§ **Data excerpts**:
//! Gemini generateContent client

use async_trait::async_trait;
use reqwest::Client;
use serde::{Deserialize, Serialize};
use std::time::Duration;
use tracing::{debug, warn};

use crate::client::traits::{ImageGenerator, StyleRequest};
use crate::config::GeminiConfig;
use crate::encoding;
use crate::error::{AppError, Result};

/// Client for the Gemini image generation API
pub struct GeminiClient {
    client: Client,
    api_key: String,
    base_url: String,
    model: String,
}

#[derive(Debug, Serialize)]
struct GenerateContentRequest {
    contents: Vec<RequestContent>,
    #[serde(rename = "generationConfig")]
    generation_config: GenerationConfig,
}

#[derive(Debug, Serialize)]
struct RequestContent {
    parts: Vec<RequestPart>,
}

#[derive(Debug, Serialize)]
#[serde(untagged)]
enum RequestPart {
    Inline {
        #[serde(rename = "inlineData")]
        inline_data: InlineData,
    },
    Text {
        text: String,
    },
}

#[derive(Debug, Serialize, Deserialize)]
struct InlineData {
    #[serde(rename = "mimeType")]
    mime_type: String,
    data: String,
}

#[derive(Debug, Serialize)]
struct GenerationConfig {
    #[serde(rename = "responseModalities")]
    response_modalities: Vec<&'static str>,
    #[serde(rename = "candidateCount")]
    candidate_count: u32,
}

#[derive(Debug, Deserialize)]
struct GenerateContentResponse {
    #[serde(default)]
    candidates: Vec<Candidate>,
}

#[derive(Debug, Deserialize)]
struct Candidate {
    #[serde(default)]
    content: Content,
}

#[derive(Debug, Deserialize, Default)]
struct Content {
    #[serde(default)]
    parts: Vec<ResponsePart>,
}

#[derive(Debug, Deserialize)]
#[serde(untagged)]
enum ResponsePart {
    Inline {
        #[serde(rename = "inlineData")]
        inline_data: InlineData,
    },
    Other(serde_json::Value),
}

impl GeminiClient {
    /// Create a new client from configuration.
    ///
    /// Fails with a configuration error when no API key is set. This is
    /// fatal for every generation attempt until the process is restarted
    /// with a valid key.
    pub fn new(config: &GeminiConfig) -> Result<Self> {
        let api_key = config
            .api_key
            .clone()
            .filter(|k| !k.is_empty())
            .ok_or(AppError::MissingApiKey)?;

        let client = Client::builder()
            .timeout(Duration::from_millis(config.timeout_ms))
            .build()
            .map_err(|e| AppError::Internal(format!("Failed to create HTTP client: {}", e)))?;

        Ok(Self {
            client,
            api_key,
            base_url: config.base_url.clone(),
            model: config.model.clone(),
        })
    }

    fn extract_image(&self, response: GenerateContentResponse) -> Result<String> {
        if response.candidates.is_empty() {
            return Err(AppError::NoCandidates);
        }

        for candidate in &response.candidates {
            for part in &candidate.content.parts {
                if let ResponsePart::Inline { inline_data } = part {
                    debug!(mime_type = %inline_data.mime_type, "Extracted inline image data");
                    return Ok(encoding::data_url(&inline_data.mime_type, &inline_data.data));
                }
            }
        }

        // The model declined or returned text only
        warn!(model = %self.model, "Response contained candidates but no image data");
        Err(AppError::NoImageData)
    }
}

#[async_trait]
impl ImageGenerator for GeminiClient {
    async fn generate_styled(&self, request: StyleRequest) -> Result<String> {
        let full_prompt = compose_prompt(
            &request.prompt,
            &request.style_instruction,
            request.reference.is_some(),
        );

        // The encoded reference image, when present, is the first part
        let mut parts = Vec::with_capacity(2);
        if let Some(image) = &request.reference {
            parts.push(RequestPart::Inline {
                inline_data: InlineData {
                    mime_type: image.mime_type.clone(),
                    data: image.to_base64(),
                },
            });
        }
        parts.push(RequestPart::Text { text: full_prompt });

        let body = GenerateContentRequest {
            contents: vec![RequestContent { parts }],
            generation_config: GenerationConfig {
                response_modalities: vec!["TEXT", "IMAGE"],
                candidate_count: 1,
            },
        };

        let url = format!(
            "{}/models/{}:generateContent?key={}",
            self.base_url, self.model, self.api_key
        );

        debug!(model = %self.model, "Sending generateContent request");

        let response = self.client.post(&url).json(&body).send().await?;

        let status = response.status();
        if !status.is_success() {
            let error_body = response.text().await.unwrap_or_default();
            return Err(AppError::Api(format!(
                "status={} body={}",
                status, error_body
            )));
        }

        let parsed: GenerateContentResponse = response.json().await?;
        self.extract_image(parsed)
    }
}

/// Compose the single combined instruction text sent to the model
pub fn compose_prompt(prompt: &str, style_instruction: &str, editing: bool) -> String {
    let task = if editing {
        "Edit the provided image"
    } else {
        "Generate an image"
    };

    format!(
        "Task: {task} based on the User Prompt and the Style Guide below.\n\
         \n\
         User Prompt: {prompt}\n\
         \n\
         {style_instruction}\n\
         \n\
         Requirements:\n\
         - Strictly adhere to the visual language, color palette, and mood described in the Style Guide.\n\
         - High quality, professional design output.\n\
         - If editing: Maintain the subject matter but completely transform the style."
    )
}
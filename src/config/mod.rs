//! Configuration module

mod settings;

pub use settings::{
    GeminiConfig, LoggingConfig, OrchestratorConfig, ServerConfig, Settings,
};
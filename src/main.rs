//! Main entry point for the poster generation service

use poster_styler::{api, config::Settings, AppState};
use std::sync::Arc;
use tracing::{info, warn};
use tracing_subscriber::{fmt, prelude::*, EnvFilter};

#[tokio::main]
async fn main() -> anyhow::Result<()> {
    dotenvy::dotenv().ok();

    let settings = Settings::load()?;
    settings.validate()?;

    // Initialize logging
    let filter = EnvFilter::try_from_default_env()
        .unwrap_or_else(|_| EnvFilter::new(settings.logging.level.clone()));

    if settings.logging.format == "json" {
        tracing_subscriber::registry()
            .with(filter)
            .with(fmt::layer().json())
            .init();
    } else {
        tracing_subscriber::registry()
            .with(filter)
            .with(fmt::layer())
            .init();
    }

    info!("Starting poster generation service");

    if settings.gemini.api_key.is_none() {
        warn!("No Gemini API key configured; generation attempts will fail until one is set");
    }

    let addr = format!("{}:{}", settings.server.host, settings.server.port);
    let state = Arc::new(AppState::from_settings(settings));
    let app = api::create_router(state);

    info!("Server listening on {}", addr);

    let listener = tokio::net::TcpListener::bind(&addr).await?;
    axum::serve(listener, app).await?;

    Ok(())
}
//! Generation client module - trait seam, Gemini client, shared handle

mod gemini;
mod traits;

pub use gemini::{compose_prompt, GeminiClient};
pub use traits::{ImageGenerator, StyleRequest};

use std::sync::Arc;
use tokio::sync::OnceCell;

use crate::config::GeminiConfig;
use crate::error::Result;

/// Exactly-once lazily constructed generation client handle.
///
/// All concurrent per-style calls share one client. The first caller to
/// need it constructs it; a failed construction (missing credential) is
/// surfaced to every caller and nothing is cached.
pub struct SharedGenerator {
    config: GeminiConfig,
    cell: OnceCell<Arc<dyn ImageGenerator>>,
}

impl SharedGenerator {
    /// Handle that builds a `GeminiClient` from config on first use
    pub fn new(config: GeminiConfig) -> Self {
        Self {
            config,
            cell: OnceCell::new(),
        }
    }

    /// Handle pre-seeded with an existing generator
    pub fn preset(generator: Arc<dyn ImageGenerator>) -> Self {
        Self {
            config: GeminiConfig::default(),
            cell: OnceCell::new_with(Some(generator)),
        }
    }

    /// Get the shared generator, constructing it on first use
    pub async fn get(&self) -> Result<Arc<dyn ImageGenerator>> {
        self.cell
            .get_or_try_init(|| async {
                let client = GeminiClient::new(&self.config)?;
                Ok(Arc::new(client) as Arc<dyn ImageGenerator>)
            })
            .await
            .map(Arc::clone)
    }
}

§ **INSTRUCTIONS TO FOLLOW**:
Transcribe, exactly and without additions, the lines of the records above, beginning with the line that contains "if let ResponsePart::Inline" and ending with the line that contains "impl ImageGenerator for", both included.

§ **TASK OUTPUT**:
                if let ResponsePart::Inline { inline_data } = part {
                    debug!(mime_type = %inline_data.mime_type, "Extracted inline image data");
                    return Ok(encoding::data_url(&inline_data.mime_type, &inline_data.data));
                }
            }
        }

        // The model declined or returned text only
        warn!(model = %self.model, "Response contained candidates but no image data");
        Err(AppError::NoImageData)
    }
}

#[async_trait]
impl ImageGenerator for GeminiClient {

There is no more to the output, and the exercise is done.